(Collected data entries)
--------------------------------------------------

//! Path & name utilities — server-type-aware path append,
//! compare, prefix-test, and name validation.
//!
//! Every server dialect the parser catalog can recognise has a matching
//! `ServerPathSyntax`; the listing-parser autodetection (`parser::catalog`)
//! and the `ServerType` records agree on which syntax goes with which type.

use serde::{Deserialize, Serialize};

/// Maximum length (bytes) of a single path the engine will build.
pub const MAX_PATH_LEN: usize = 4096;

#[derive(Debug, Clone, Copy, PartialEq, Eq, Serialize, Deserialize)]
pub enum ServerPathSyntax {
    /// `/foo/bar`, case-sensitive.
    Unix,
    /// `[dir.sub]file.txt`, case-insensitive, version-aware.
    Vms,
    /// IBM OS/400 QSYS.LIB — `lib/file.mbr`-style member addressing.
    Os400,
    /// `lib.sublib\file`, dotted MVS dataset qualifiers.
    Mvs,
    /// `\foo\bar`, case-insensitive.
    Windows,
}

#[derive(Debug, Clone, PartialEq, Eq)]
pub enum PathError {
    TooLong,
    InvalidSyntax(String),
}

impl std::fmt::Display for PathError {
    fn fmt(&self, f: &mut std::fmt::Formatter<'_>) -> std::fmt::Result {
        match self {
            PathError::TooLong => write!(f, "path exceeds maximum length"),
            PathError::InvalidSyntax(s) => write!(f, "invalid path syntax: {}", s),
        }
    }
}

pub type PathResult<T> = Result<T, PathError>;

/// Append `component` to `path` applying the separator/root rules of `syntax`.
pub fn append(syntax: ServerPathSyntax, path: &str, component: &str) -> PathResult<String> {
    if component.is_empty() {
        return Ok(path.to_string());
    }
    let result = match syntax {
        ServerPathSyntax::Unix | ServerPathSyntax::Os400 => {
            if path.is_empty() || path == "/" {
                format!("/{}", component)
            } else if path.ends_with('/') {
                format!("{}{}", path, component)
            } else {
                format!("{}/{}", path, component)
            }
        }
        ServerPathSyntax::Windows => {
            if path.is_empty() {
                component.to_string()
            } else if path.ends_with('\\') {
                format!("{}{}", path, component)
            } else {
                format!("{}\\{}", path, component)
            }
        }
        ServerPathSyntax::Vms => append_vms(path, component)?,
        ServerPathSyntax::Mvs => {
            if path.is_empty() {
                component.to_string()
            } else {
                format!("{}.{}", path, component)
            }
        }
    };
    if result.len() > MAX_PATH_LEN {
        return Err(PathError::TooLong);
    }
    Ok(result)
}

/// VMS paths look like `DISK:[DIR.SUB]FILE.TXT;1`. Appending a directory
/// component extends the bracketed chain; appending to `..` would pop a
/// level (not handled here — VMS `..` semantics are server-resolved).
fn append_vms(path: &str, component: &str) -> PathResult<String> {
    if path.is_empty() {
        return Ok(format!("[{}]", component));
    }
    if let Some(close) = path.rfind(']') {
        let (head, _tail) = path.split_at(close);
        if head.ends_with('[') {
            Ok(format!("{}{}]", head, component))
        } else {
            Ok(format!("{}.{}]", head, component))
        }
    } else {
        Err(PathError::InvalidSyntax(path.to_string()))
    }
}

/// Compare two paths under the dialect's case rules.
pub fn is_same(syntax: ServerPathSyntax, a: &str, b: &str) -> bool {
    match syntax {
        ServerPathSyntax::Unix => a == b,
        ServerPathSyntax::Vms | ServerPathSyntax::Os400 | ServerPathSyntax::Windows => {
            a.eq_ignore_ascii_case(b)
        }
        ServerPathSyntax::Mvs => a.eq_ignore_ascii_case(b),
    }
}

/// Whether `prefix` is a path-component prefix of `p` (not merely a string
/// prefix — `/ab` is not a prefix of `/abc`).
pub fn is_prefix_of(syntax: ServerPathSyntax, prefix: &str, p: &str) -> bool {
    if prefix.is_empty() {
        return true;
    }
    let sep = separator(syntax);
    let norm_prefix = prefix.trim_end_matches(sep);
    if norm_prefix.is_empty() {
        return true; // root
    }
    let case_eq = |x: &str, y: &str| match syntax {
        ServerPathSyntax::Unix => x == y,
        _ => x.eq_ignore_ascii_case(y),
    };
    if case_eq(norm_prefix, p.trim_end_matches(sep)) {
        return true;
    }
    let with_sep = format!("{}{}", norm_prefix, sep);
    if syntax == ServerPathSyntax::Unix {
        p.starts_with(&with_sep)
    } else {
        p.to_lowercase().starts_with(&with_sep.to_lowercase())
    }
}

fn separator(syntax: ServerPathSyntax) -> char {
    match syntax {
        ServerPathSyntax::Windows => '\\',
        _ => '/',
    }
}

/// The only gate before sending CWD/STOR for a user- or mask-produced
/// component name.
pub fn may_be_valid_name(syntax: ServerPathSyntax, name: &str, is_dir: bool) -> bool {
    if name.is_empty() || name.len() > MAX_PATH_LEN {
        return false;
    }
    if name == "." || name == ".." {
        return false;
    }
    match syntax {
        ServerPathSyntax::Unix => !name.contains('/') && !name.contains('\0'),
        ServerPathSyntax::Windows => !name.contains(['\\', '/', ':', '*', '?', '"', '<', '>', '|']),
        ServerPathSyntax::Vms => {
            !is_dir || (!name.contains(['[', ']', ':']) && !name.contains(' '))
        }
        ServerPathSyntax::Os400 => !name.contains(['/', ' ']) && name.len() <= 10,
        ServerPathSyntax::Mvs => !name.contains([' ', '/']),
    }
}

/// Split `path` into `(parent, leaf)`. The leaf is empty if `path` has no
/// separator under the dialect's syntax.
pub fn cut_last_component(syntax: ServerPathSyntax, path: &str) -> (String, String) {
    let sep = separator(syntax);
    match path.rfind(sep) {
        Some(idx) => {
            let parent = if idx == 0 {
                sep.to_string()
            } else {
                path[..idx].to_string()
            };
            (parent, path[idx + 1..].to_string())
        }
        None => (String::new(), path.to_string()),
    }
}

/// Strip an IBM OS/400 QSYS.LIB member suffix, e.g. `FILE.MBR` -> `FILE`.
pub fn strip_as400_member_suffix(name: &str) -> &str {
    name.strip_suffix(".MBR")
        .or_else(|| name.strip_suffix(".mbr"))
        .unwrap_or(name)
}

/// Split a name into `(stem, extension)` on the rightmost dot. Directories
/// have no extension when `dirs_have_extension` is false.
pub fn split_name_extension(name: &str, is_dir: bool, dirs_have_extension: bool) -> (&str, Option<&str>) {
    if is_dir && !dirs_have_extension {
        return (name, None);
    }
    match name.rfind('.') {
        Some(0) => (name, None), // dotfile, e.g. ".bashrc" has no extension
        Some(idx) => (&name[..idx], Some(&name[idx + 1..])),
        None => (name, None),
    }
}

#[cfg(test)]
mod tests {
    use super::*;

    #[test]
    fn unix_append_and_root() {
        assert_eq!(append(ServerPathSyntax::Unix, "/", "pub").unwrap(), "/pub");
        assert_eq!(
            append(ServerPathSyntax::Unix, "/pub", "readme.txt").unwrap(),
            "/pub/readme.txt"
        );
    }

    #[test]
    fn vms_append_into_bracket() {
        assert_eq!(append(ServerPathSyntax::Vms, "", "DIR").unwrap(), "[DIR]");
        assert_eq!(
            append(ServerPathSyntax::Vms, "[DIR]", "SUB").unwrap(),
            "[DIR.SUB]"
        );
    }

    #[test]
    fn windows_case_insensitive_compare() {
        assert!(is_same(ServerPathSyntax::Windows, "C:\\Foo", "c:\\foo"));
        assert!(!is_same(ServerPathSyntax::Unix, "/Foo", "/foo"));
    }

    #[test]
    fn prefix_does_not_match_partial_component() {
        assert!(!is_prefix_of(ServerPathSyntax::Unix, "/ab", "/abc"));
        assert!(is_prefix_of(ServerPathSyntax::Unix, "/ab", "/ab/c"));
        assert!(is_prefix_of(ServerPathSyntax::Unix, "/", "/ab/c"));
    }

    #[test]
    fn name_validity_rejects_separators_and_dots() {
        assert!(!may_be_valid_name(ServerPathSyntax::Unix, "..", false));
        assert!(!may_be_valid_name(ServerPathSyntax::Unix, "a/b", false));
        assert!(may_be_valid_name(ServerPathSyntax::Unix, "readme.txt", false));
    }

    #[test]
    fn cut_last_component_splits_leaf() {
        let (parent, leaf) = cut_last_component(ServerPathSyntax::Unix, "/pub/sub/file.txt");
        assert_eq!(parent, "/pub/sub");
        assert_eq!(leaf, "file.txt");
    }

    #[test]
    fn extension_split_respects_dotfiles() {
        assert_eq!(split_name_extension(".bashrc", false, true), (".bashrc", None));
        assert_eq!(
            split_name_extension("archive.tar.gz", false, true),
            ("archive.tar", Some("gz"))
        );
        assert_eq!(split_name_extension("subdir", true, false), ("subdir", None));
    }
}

--------------------------------------------------

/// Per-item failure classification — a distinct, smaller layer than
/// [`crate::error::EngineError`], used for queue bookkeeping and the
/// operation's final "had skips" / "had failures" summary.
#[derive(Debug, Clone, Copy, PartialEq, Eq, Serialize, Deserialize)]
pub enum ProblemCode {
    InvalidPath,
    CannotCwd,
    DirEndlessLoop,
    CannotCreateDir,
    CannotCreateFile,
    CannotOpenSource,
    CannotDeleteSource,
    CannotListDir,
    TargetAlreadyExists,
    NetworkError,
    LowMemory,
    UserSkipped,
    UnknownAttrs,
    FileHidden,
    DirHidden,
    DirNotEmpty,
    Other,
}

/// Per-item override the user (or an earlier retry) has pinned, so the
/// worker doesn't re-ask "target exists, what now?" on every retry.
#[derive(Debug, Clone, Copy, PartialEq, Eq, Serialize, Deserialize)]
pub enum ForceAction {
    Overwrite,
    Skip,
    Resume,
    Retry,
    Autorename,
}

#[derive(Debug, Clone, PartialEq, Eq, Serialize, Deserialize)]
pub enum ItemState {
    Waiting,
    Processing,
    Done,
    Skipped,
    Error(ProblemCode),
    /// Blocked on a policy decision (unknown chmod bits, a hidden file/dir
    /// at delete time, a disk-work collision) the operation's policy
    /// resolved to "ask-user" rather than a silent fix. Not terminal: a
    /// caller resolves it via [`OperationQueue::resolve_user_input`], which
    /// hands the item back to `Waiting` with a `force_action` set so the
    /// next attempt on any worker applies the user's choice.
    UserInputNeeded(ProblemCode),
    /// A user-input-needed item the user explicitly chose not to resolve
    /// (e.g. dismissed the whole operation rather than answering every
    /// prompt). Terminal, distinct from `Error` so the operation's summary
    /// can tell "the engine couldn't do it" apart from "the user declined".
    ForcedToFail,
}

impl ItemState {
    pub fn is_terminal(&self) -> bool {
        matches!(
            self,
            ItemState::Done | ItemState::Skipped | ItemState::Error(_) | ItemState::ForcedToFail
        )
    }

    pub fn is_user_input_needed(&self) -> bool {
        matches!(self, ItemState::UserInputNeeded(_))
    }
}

--------------------------------------------------

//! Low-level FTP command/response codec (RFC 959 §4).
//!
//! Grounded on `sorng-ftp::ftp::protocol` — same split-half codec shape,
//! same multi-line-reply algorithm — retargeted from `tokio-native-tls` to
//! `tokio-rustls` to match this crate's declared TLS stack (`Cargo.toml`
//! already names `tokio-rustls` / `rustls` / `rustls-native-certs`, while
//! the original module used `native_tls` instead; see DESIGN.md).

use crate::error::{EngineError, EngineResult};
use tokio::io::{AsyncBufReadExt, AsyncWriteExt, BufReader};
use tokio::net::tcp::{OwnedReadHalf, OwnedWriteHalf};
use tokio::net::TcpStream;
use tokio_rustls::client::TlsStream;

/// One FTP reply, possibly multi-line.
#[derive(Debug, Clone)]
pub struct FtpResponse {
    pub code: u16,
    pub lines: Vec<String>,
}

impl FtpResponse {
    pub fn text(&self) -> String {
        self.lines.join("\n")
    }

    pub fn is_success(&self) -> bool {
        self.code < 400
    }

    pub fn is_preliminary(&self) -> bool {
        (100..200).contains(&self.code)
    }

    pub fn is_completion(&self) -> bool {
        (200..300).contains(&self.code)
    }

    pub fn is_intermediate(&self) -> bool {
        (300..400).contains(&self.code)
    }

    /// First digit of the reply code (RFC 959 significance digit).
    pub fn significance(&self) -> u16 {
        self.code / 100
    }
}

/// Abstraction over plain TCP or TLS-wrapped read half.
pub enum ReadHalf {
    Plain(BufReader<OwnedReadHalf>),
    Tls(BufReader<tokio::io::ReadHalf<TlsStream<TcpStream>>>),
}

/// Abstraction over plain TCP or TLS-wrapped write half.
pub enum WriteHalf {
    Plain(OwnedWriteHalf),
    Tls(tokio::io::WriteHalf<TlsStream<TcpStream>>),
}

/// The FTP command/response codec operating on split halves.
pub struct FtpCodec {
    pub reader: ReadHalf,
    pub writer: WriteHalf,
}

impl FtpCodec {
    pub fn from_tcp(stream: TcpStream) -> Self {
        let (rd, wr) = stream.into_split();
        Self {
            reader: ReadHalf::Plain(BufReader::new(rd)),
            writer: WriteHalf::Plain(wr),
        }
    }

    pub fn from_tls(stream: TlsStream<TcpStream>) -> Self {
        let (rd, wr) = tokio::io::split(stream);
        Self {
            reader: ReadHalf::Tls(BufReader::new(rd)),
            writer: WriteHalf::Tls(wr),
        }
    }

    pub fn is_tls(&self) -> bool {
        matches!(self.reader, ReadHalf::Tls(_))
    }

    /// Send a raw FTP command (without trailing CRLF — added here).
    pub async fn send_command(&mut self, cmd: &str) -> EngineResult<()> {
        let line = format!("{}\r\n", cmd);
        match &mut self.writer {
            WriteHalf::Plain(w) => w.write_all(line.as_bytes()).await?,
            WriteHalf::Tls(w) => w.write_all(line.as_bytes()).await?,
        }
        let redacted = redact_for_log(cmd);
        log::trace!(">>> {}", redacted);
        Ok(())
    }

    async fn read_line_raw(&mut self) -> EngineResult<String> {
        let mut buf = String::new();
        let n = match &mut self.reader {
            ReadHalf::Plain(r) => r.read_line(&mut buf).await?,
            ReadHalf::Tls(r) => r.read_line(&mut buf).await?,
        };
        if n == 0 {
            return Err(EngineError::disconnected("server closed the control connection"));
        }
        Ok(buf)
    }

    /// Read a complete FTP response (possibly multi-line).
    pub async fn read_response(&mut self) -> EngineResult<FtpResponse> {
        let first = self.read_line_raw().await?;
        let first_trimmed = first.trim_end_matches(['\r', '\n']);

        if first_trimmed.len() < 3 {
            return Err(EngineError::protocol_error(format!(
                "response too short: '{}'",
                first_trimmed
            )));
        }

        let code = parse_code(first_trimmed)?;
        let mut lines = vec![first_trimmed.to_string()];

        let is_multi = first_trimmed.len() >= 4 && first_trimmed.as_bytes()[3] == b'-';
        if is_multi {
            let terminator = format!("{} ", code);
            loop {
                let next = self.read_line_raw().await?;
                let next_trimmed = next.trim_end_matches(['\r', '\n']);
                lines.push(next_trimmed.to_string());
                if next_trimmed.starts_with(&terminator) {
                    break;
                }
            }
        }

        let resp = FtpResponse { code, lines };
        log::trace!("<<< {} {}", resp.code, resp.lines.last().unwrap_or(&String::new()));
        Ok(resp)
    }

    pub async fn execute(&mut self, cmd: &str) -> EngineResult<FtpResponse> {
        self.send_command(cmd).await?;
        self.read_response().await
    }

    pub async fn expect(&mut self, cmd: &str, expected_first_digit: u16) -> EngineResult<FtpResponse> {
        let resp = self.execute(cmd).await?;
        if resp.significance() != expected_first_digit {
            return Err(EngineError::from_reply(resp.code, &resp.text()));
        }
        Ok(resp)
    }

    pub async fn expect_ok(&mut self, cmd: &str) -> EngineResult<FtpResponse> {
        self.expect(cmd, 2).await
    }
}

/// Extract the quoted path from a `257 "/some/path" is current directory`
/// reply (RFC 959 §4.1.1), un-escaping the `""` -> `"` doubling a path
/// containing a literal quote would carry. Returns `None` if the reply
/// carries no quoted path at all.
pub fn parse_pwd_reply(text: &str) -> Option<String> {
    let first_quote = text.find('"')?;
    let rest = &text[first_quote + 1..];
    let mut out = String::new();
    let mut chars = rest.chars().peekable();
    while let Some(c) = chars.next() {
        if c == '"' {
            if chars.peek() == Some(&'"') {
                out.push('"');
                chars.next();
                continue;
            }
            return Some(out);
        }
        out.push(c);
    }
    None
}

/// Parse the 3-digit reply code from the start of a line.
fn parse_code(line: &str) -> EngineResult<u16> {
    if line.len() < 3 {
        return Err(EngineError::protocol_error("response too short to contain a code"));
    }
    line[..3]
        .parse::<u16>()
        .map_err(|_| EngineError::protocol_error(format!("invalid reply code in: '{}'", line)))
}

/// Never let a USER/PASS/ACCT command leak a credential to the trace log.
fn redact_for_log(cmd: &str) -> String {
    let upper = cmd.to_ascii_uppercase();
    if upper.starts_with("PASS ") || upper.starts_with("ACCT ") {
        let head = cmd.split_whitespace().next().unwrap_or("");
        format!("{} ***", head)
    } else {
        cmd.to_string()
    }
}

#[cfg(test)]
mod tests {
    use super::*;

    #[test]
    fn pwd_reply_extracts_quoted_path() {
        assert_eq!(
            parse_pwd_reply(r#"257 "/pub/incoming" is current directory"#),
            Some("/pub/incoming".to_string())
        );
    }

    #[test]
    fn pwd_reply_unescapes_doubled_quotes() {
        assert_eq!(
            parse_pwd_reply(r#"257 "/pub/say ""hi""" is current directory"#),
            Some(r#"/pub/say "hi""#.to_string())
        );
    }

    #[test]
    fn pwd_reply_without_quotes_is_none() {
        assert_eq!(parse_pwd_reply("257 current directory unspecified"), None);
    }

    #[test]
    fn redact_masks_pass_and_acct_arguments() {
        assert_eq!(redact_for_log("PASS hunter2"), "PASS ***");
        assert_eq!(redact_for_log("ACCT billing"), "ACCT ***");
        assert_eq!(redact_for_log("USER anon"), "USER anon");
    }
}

--------------------------------------------------

● Exercise directions
Determine how many lines in the records above hold the word "possibly", and answer with that number only.

● Output for this exercise
2